Capítulo 1
Me permita se apresentar--primeiro negativamente.
Nenhum proprietário é meu amigo e irmão, nenhuma camareira me ama, não
garçom me adora, nenhuma bota admira e me inveja. Nenhum redondo de
carne de boi ou língua ou presunto está expressamente cozido para mim, nenhuma pombo-torta é
especialmente me trazido, nenhum hotel-anúncio é pessoalmente
se dirigido a mim, nenhum tapestried de hotel-quarto com grande-casacos e
envolturas de estrada de ferro são separadamente fixas para mim, nenhuma casa de público,
entretenimento no Reino Unido grandemente quer minha opinião de
seu conhaque ou xerez. Quando eu for em minhas viagens, eu normalmente não sou
taxado a uma baixa figura na conta; quando eu venho casa de meu
viagens, eu nunca adquiro qualquer comissão. Eu não sei nada sobre preços,
e não deveria ter nenhuma idéia, se eu fosse posto a isto, como lisonjear um homem
em ordenar algo não quer ele. Como um viajante de cidade, sou eu
nunca ser visto condução externamente um veículo como um jovem e
furgão de pianoforte volátil, e interiormente como um forno em qual um
número de caixas planas está assando em camadas. Como um viajante rural,
Eu sou raramente ser achado em um gig, e é nunca ser encontrado por
um trem de prazer, esperando a plataforma de uma estação de filial,,
um real Druid no meio de um Stonehenge claro de amostras.

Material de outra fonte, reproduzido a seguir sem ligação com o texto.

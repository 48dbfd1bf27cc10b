//! HTTP surface: health endpoint and WebSocket upgrade route

pub mod routes;

pub use routes::build_router;
//! Snapshot building - deep-copied broadcast views of world state

use crate::session::directory::{Player, PlayerDirectory};
use crate::ws::protocol::{AsteroidDto, BulletDto, GameDataDto, PlayerDto};

use super::physics::PhysicsSystem;
use super::world::{Asteroid, Bullet, WorldState};

/// Builds the owned DTO tree sent to game data subscribers.
pub struct SnapshotBuilder;

impl SnapshotBuilder {
    pub fn build(world: &WorldState, directory: &PlayerDirectory) -> GameDataDto {
        GameDataDto {
            players: directory
                .all_players()
                .iter()
                .map(Self::player_dto)
                .collect(),
            asteroids: world.asteroids.iter().map(Self::asteroid_dto).collect(),
            bullets: world.bullets.iter().map(Self::bullet_dto).collect(),
            canvas_width: world.width,
            canvas_height: world.height,
        }
    }

    pub fn player_dto(player: &Player) -> PlayerDto {
        PlayerDto {
            id: player.id,
            name: player.name.clone(),
            x: player.x,
            y: player.y,
            size: player.size,
            heading: player.heading,
            vertices: PhysicsSystem::ship_vertices(player.size, player.heading),
            show_tail: player.show_tail,
        }
    }

    fn asteroid_dto(asteroid: &Asteroid) -> AsteroidDto {
        AsteroidDto {
            id: asteroid.id,
            x: asteroid.x,
            y: asteroid.y,
            rotation: asteroid.rotation,
            min_size: asteroid.min_size,
            max_size: asteroid.max_size,
            vertices: asteroid.vertices.clone(),
        }
    }

    fn bullet_dto(bullet: &Bullet) -> BulletDto {
        BulletDto {
            id: bullet.id,
            x: bullet.x,
            y: bullet.y,
            heading: bullet.heading,
            vertices: PhysicsSystem::bullet_vertices(bullet.heading),
        }
    }
}
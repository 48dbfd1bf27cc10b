//! Ship and bullet movement constraints

use crate::session::directory::Player;

/// Turn rate in radians per second
pub const TURN_RATE: f32 = 4.0;
/// Thrust acceleration in units per second squared
pub const THRUST_ACCEL: f32 = 260.0;
/// Per-tick velocity retention (drag)
pub const DRAG: f32 = 0.985;
/// Maximum ship speed
pub const MAX_SPEED: f32 = 350.0;
/// Ship hull radius
pub const SHIP_SIZE: f32 = 15.0;
/// Seconds between shots
pub const FIRE_COOLDOWN: f32 = 0.25;
/// Bullet travel speed
pub const BULLET_SPEED: f32 = 520.0;
/// Bullet lifetime in seconds
pub const BULLET_LIFETIME: f32 = 1.2;

/// Physics system for updating ships and resolving simple collisions.
/// Canvas coordinates: y grows downward, so turning left means a
/// decreasing heading.
pub struct PhysicsSystem;

impl PhysicsSystem {
    /// Integrate one ship by a fixed time step.
    pub fn update_ship(player: &mut Player, bounds: (f32, f32), dt: f32) {
        let input = player.input;

        let steer = (input.right as i32 - input.left as i32) as f32;
        player.heading =
            (player.heading + steer * TURN_RATE * dt).rem_euclid(std::f32::consts::TAU);

        if input.up {
            player.vel_x += player.heading.cos() * THRUST_ACCEL * dt;
            player.vel_y += player.heading.sin() * THRUST_ACCEL * dt;
        }
        player.show_tail = input.up;

        player.vel_x *= DRAG;
        player.vel_y *= DRAG;

        let speed = (player.vel_x * player.vel_x + player.vel_y * player.vel_y).sqrt();
        if speed > MAX_SPEED {
            let scale = MAX_SPEED / speed;
            player.vel_x *= scale;
            player.vel_y *= scale;
        }

        player.x = Self::wrap(player.x + player.vel_x * dt, bounds.0);
        player.y = Self::wrap(player.y + player.vel_y * dt, bounds.1);

        player.fire_cooldown = (player.fire_cooldown - dt).max(0.0);
    }

    /// Toroidal wrap of a coordinate into [0, max).
    pub fn wrap(value: f32, max: f32) -> f32 {
        value.rem_euclid(max)
    }

    /// Triangle hull for a ship, rotated by `heading`, relative to the
    /// ship's center.
    pub fn ship_vertices(size: f32, heading: f32) -> Vec<[f32; 2]> {
        const REAR_SPREAD: f32 = 2.5; // radians off the nose
        [heading, heading + REAR_SPREAD, heading - REAR_SPREAD]
            .iter()
            .map(|angle| [angle.cos() * size, angle.sin() * size])
            .collect()
    }

    /// Short line segment along a bullet's heading, relative to its center.
    pub fn bullet_vertices(heading: f32) -> Vec<[f32; 2]> {
        const HALF_LENGTH: f32 = 4.0;
        let dx = heading.cos() * HALF_LENGTH;
        let dy = heading.sin() * HALF_LENGTH;
        vec![[dx, dy], [-dx, -dy]]
    }

    /// Circle overlap test used for bullet/asteroid hits.
    pub fn circles_overlap(x1: f32, y1: f32, r1: f32, x2: f32, y2: f32, r2: f32) -> bool {
        let dx = x2 - x1;
        let dy = y2 - y1;
        let combined = r1 + r2;
        dx * dx + dy * dy <= combined * combined
    }
}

E ainda--procedendo agora, se apresentar positivamente--eu sou ambos
um viajante de cidade e um viajante rural, e sempre é no
estrada. Figuratively falando, eu viajo para a grande casa de Humano
Interesse os Irmãos, e tenha uma conexão grande bastante na fantasia
modo de bens. Falando literalmente, eu sempre sou vagante aqui e
lá de meus quartos em Covent-jardim, Londres--agora sobre a cidade
ruas: agora, sobre os por-estrada rurais--vendo muitos pequeno
coisas, e algumas grandes coisas que, porque eles me, eu, interessam
pense pode interessar outros.
Estas são minhas credenciais principais como o Viajante de Uncommercial.